Making a difference globally: One student’s path to medicine and research
Medical Scientist Training Program (MSTP)
Undergrad: Morehouse College, Biology
As the son of diplomats, David Dadey has spent time living all over the world. Born in Ghana, in West Africa, he and his family have also lived in France, the Netherlands, Egypt, Brazil and the U.S. That’s not to mention the various other countries he has visited on vacation.
“I really like traveling and learning about different cultures,” says Dadey, who is a fourth-year MD-PhD student in the Medical Scientist Training Program (MSTP) at Washington University.
While visiting and living among such varied populations, Dadey noticed how receiving adequate health care was often a challenge. When he was infected with malaria, he discovered firsthand the kinds of resources his family needed to help him get better. He also knew that others around him did not always have access to these kinds of resources. These experiences left a lasting impression on him.
A mind for medicine and research
As he was deciding on possible career choices, his father mentioned medicine. “Originally it wasn’t something I thought I could do,” says Dadey. But the more he thought about it and how much he liked science—particularly biology—he started to realize that maybe this was something he was capable of.
During his undergraduate studies at Morehouse College in Atlanta, he joined a professor’s organic chemistry lab. “I was very interested in learning what research was about,” he says. He was especially drawn to the real-world applications of research. With an already globalized view of medicine, he says he thought: “If I can learn how to improve the treatment of patients through research, I could potentially make a difference in the management of care in a global sense.”

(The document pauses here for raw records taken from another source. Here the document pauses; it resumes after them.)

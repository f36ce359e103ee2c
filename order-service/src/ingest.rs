use shared::Order;
use std::sync::Arc;
use std::time::Duration;
use tokio_util::sync::CancellationToken;
use tracing::{error, info, warn};

use crate::cache::OrderCache;
use crate::source::{InboundMessage, MessageSource};
use crate::store::OrderStore;

/// What happened to a single fetched message.
#[derive(Debug, Clone, Copy, PartialEq, Eq)]
pub enum Outcome {
    /// Persisted, cached and committed.
    Committed,
    /// Persistence failed; the message stays uncommitted and is fetched again.
    Deferred,
    /// Undecodable; committed without persisting so the partition moves on.
    Skipped,
}

#[derive(Debug, Clone, Copy, Default, PartialEq, Eq)]
pub struct IngestStats {
    pub committed: u64,
    pub deferred: u64,
    pub skipped: u64,
}

/// Capped exponential delay between redeliveries of a failing message.
#[derive(Debug, Clone)]
pub struct Backoff {
    initial: Duration,
    max: Duration,
    current: Duration,
}

impl Backoff {
    pub fn new(initial: Duration, max: Duration) -> Self {
        Self { initial, max, current: initial }
    }

    pub fn next_delay(&mut self) -> Duration {
        let delay = self.current;
        self.current = (self.current * 2).min(self.max);
        delay
    }

    pub fn reset(&mut self) {
        self.current = self.initial;
    }
}

impl Default for Backoff {
    fn default() -> Self {
        Self::new(Duration::from_millis(500), Duration::from_secs(5))
    }
}

/// Sequential broker → store → cache → commit loop.
///
/// One message is in flight at a time: the next fetch happens only after the
/// previous message was committed, skipped, or rewound for redelivery.
pub struct OrderIngestor {
    store: Arc<dyn OrderStore>,
    cache: Arc<OrderCache>,
    backoff: Backoff,
}

impl OrderIngestor {
    pub fn new(store: Arc<dyn OrderStore>, cache: Arc<OrderCache>) -> Self {
        Self {
            store,
            cache,
            backoff: Backoff::default(),
        }
    }

    pub fn with_backoff(mut self, backoff: Backoff) -> Self {
        self.backoff = backoff;
        self
    }

    /// Consumes until `cancel` fires. Cancellation interrupts a blocked fetch
    /// or a backoff sleep, never a store write already underway.
    pub async fn run<S: MessageSource>(mut self, source: &mut S, cancel: CancellationToken) -> IngestStats {
        let mut stats = IngestStats::default();
        info!("Order ingestion started");

        loop {
            let fetched = tokio::select! {
                biased;
                _ = cancel.cancelled() => break,
                fetched = source.fetch() => fetched,
            };

            let message = match fetched {
                Ok(message) => message,
                Err(e) => {
                    error!("Error receiving message: {}", e);
                    if !self.pause(&cancel).await {
                        break;
                    }
                    continue;
                }
            };

            match self.process(source, &message).await {
                Outcome::Committed => {
                    stats.committed += 1;
                    self.backoff.reset();
                }
                Outcome::Skipped => stats.skipped += 1,
                Outcome::Deferred => {
                    stats.deferred += 1;
                    if let Err(e) = source.rewind(&message).await {
                        error!(
                            "Error rewinding partition={} offset={}: {}",
                            message.partition, message.offset, e
                        );
                    }
                    if !self.pause(&cancel).await {
                        break;
                    }
                }
            }
        }

        info!(
            committed = stats.committed,
            deferred = stats.deferred,
            skipped = stats.skipped,
            "Order ingestion stopped"
        );
        stats
    }

    /// Drives one message through decode, persist, cache and commit.
    pub async fn process<S: MessageSource>(&self, source: &mut S, message: &InboundMessage) -> Outcome {
        let order = match Order::decode(&message.payload) {
            Ok(order) => order,
            Err(e) => {
                warn!(
                    "Skipping invalid message partition={} offset={}: {}",
                    message.partition, message.offset, e
                );
                self.commit(source, message).await;
                return Outcome::Skipped;
            }
        };

        if let Err(e) = self.store.upsert(&order).await {
            error!(
                "Upsert of order {} failed partition={} offset={}: {}",
                order.id(),
                message.partition,
                message.offset,
                e
            );
            return Outcome::Deferred;
        }

        let order_uid = order.order_uid.clone();
        self.cache.set(order);
        self.commit(source, message).await;

        info!(
            "Saved order {} key={} partition={} offset={}",
            order_uid,
            message.key.as_deref().map(String::from_utf8_lossy).unwrap_or_default(),
            message.partition,
            message.offset
        );
        Outcome::Committed
    }

    /// A failed commit is only logged: the message may come back, and
    /// replaying it is harmless.
    async fn commit<S: MessageSource>(&self, source: &mut S, message: &InboundMessage) {
        if let Err(e) = source.commit(message).await {
            error!(
                "Error committing partition={} offset={}: {}",
                message.partition, message.offset, e
            );
        }
    }

    /// Sleeps for the next backoff delay. Returns `false` if cancelled first.
    async fn pause(&mut self, cancel: &CancellationToken) -> bool {
        let delay = self.backoff.next_delay();
        tokio::select! {
            _ = cancel.cancelled() => false,
            _ = tokio::time::sleep(delay) => true,
        }
    }
}
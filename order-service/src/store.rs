use async_trait::async_trait;
use diesel::prelude::*;
use diesel::{Connection, PgConnection};
use diesel_async::pooled_connection::bb8::Pool;
use diesel_async::pooled_connection::{AsyncDieselConnectionManager, PoolError};
use diesel_async::{AsyncConnection, AsyncPgConnection, RunQueryDsl};
use diesel_migrations::{embed_migrations, EmbeddedMigrations, MigrationHarness};
use shared::Order;
use std::future::Future;
use std::time::Duration;
use thiserror::Error;
use tracing::{info, warn};

use crate::models::*;
use crate::schema::*;

const MIGRATIONS: EmbeddedMigrations = embed_migrations!("migrations");

pub type DbPool = Pool<AsyncPgConnection>;

#[derive(Debug, Error)]
pub enum StoreError {
    #[error("limit must be positive, got {0}")]
    InvalidLimit(i64),

    #[error("store operation exceeded its {0:?} deadline")]
    Timeout(Duration),

    #[error("failed to build connection pool: {0}")]
    Connect(#[from] PoolError),

    #[error("connection pool error: {0}")]
    Pool(#[from] bb8::RunError<PoolError>),

    #[error("database error: {0}")]
    Database(#[from] diesel::result::Error),
}

/// Durable home of orders.
///
/// `get_by_id` reports an absent order as `Ok(None)` so callers can tell it
/// apart from a store that is failing.
#[async_trait]
pub trait OrderStore: Send + Sync {
    /// Creates or fully replaces an order, items included, in one transaction.
    /// Calling it again with the same order leaves the same rows behind.
    async fn upsert(&self, order: &Order) -> Result<(), StoreError>;

    async fn get_by_id(&self, id: &str) -> Result<Option<Order>, StoreError>;

    /// Ids of the `limit` most recently created orders, newest first.
    async fn list_recent_ids(&self, limit: i64) -> Result<Vec<String>, StoreError>;
}

/// Runs pending schema migrations over a short-lived blocking connection.
pub fn run_migrations(database_url: &str) -> anyhow::Result<()> {
    let mut conn = PgConnection::establish(database_url)?;
    conn.run_pending_migrations(MIGRATIONS)
        .map_err(|e| anyhow::anyhow!("Migration error: {}", e))?;
    Ok(())
}

#[derive(Clone)]
pub struct PgOrderStore {
    pool: DbPool,
    timeout: Duration,
}

impl PgOrderStore {
    pub fn new(pool: DbPool, timeout: Duration) -> Self {
        Self { pool, timeout }
    }

    /// Builds the pool and proves the database answers before handing it out.
    pub async fn connect(database_url: &str, max_size: u32, timeout: Duration) -> Result<Self, StoreError> {
        let config = AsyncDieselConnectionManager::<AsyncPgConnection>::new(database_url);
        let pool = Pool::builder()
            .max_size(max_size)
            .connection_timeout(timeout)
            .build(config)
            .await?;

        let store = Self::new(pool, timeout);
        store.ping().await?;
        Ok(store)
    }

    pub async fn ping(&self) -> Result<(), StoreError> {
        self.with_deadline(async {
            let mut conn = self.pool.get().await?;
            diesel::sql_query("SELECT 1").execute(&mut conn).await?;
            Ok(())
        })
        .await
    }

    async fn with_deadline<T, F>(&self, operation: F) -> Result<T, StoreError>
    where
        F: Future<Output = Result<T, StoreError>>,
    {
        tokio::time::timeout(self.timeout, operation)
            .await
            .map_err(|_| StoreError::Timeout(self.timeout))?
    }
}

#[async_trait]
impl OrderStore for PgOrderStore {
    async fn upsert(&self, order: &Order) -> Result<(), StoreError> {
        let rows = OrderRows::from(order);

        self.with_deadline(async {
            let mut conn = self.pool.get().await?;

            conn.transaction::<_, StoreError, _>(|conn| {
                Box::pin(async move {
                    diesel::insert_into(orders::table)
                        .values(&rows.order)
                        .on_conflict(orders::order_uid)
                        .do_update()
                        .set(&rows.order)
                        .execute(conn)
                        .await?;

                    diesel::insert_into(deliveries::table)
                        .values(&rows.delivery)
                        .on_conflict(deliveries::order_uid)
                        .do_update()
                        .set(&rows.delivery)
                        .execute(conn)
                        .await?;

                    diesel::insert_into(payments::table)
                        .values(&rows.payment)
                        .on_conflict(payments::order_uid)
                        .do_update()
                        .set(&rows.payment)
                        .execute(conn)
                        .await?;

                    // Items are replaced wholesale, never merged.
                    diesel::delete(order_items::table.filter(order_items::order_uid.eq(&rows.order.order_uid)))
                        .execute(conn)
                        .await?;

                    if !rows.items.is_empty() {
                        diesel::insert_into(order_items::table)
                            .values(&rows.items)
                            .execute(conn)
                            .await?;
                    }

                    Ok(())
                })
            })
            .await
        })
        .await
    }

    async fn get_by_id(&self, id: &str) -> Result<Option<Order>, StoreError> {
        let id = id.to_owned();

        self.with_deadline(async {
            let mut conn = self.pool.get().await?;

            // One snapshot for header and items so a concurrent upsert is
            // either fully visible or not at all.
            conn.build_transaction()
                .read_only()
                .repeatable_read()
                .run::<_, StoreError, _>(|conn| {
                    Box::pin(async move {
                        let header = orders::table
                            .inner_join(deliveries::table)
                            .inner_join(payments::table)
                            .filter(orders::order_uid.eq(&id))
                            .select((OrderRow::as_select(), DeliveryRow::as_select(), PaymentRow::as_select()))
                            .first::<(OrderRow, DeliveryRow, PaymentRow)>(conn)
                            .await
                            .optional()?;

                        let Some((order, delivery, payment)) = header else {
                            return Ok(None);
                        };

                        let items = order_items::table
                            .filter(order_items::order_uid.eq(&id))
                            .order(order_items::chrt_id.asc())
                            .select(ItemRow::as_select())
                            .load::<ItemRow>(conn)
                            .await?;

                        Ok(Some(Order::from(OrderRows { order, delivery, payment, items })))
                    })
                })
                .await
        })
        .await
    }

    async fn list_recent_ids(&self, limit: i64) -> Result<Vec<String>, StoreError> {
        if limit <= 0 {
            return Err(StoreError::InvalidLimit(limit));
        }

        self.with_deadline(async {
            let mut conn = self.pool.get().await?;
            let ids = orders::table
                .select(orders::order_uid)
                .order(orders::date_created.desc())
                .limit(limit)
                .load::<String>(&mut conn)
                .await?;
            Ok(ids)
        })
        .await
    }
}

/// Fetches up to `limit` of the newest orders for cache warm-up, newest first.
///
/// An id that fails to load (or has vanished since listing) is logged and
/// skipped; only a failure to list ids fails the batch.
pub async fn load_recent(store: &dyn OrderStore, limit: i64) -> Result<Vec<Order>, StoreError> {
    let ids = store.list_recent_ids(limit).await?;
    let mut orders = Vec::with_capacity(ids.len());

    for id in ids {
        match store.get_by_id(&id).await {
            Ok(Some(order)) => orders.push(order),
            Ok(None) => info!("Order {} disappeared during warm-up", id),
            Err(e) => warn!("Skipping order {} during warm-up: {}", id, e),
        }
    }

    Ok(orders)
}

After his sophomore year at Morehouse, Dadey completed Washington University’s biomedical research apprenticeship program (BioMedRAP), a 10-week program that pairs undergraduate students, who are traditionally underrepresented in biomedical research, with faculty to work on a research project. Dadey enjoyed the experience and appreciated the support he received from both faculty and staff. “Towards the end of my research I was sold on attending Washington University School of Medicine.” So he applied to the MD-PhD program. “When I got my acceptance,” he says, “I was ecstatic.”
Dadey didn’t always feel such a sense of support and community. When he first moved to the U.S., he was starting high school in Silver Spring, Md., and was placed into the lowest level of classes. At first, he didn’t feel like he was being challenged. He says his teachers seemed to expect no more than the minimum amount of work from him. After a time, he realized he could opt into honors or advanced placement classes, even though he remained one of only a few minorities in these classes. “I’m used to being a minority, having lived in Europe, Egypt, and other places. But I didn’t fully realize how significant an achievement gap there would be here.”
Despite the prejudice he felt at school, Dadey persevered and excelled. He also appreciated his parents’ emphasis on the importance of education and hard work. “I always felt very motivated to be the best that I could be in that setting,” he says.
An interest in the cell
During his studies, Dadey developed an interest in the biology of the cell. With all that can go wrong in the cell, it is a very fragile element. Yet somehow, most cells remain healthy except in the case of cancer, when sometimes all it takes is one or two small changes to cause disease. “It’s a fascinating and at the same time scary thought,” he says. “Understanding how all of that works is what got me interested in cancer. It’s very intricate.”
Dadey has chosen to work in the lab of Dennis Hallahan, MD, professor of radiation oncology at Washington University. There, Dadey is studying how cancers respond to radiation therapy. By examining the molecular pathways involved in these responses, Dadey and his colleagues are trying to develop targeted therapies to enhance the efficacy of radiation treatment.
Mentorship and dedication to diversity
During his time in the lab, Dadey took on a summer high school student to mentor. He has also served as president of the Student National Medical Association, an organization that supports minority medical students. And he volunteers for Washington University’s Young Scientist Program, which provides science demonstrations and outreach to the St. Louis community, particularly students from disadvantaged backgrounds.
As a minority, Dadey wanted to pass along some of his experiences to others in similar situations to make certain they knew that no opportunity should be out of reach to them. He notes: “It’s important to remember that no matter what people might think about you, where you come from or what you can or can’t do, the decision to be successful starts with the individual.” He says that being a good role model for diversity has motivated him to succeed. “At the end of the day it’s not what people think as much as it is how you respond.”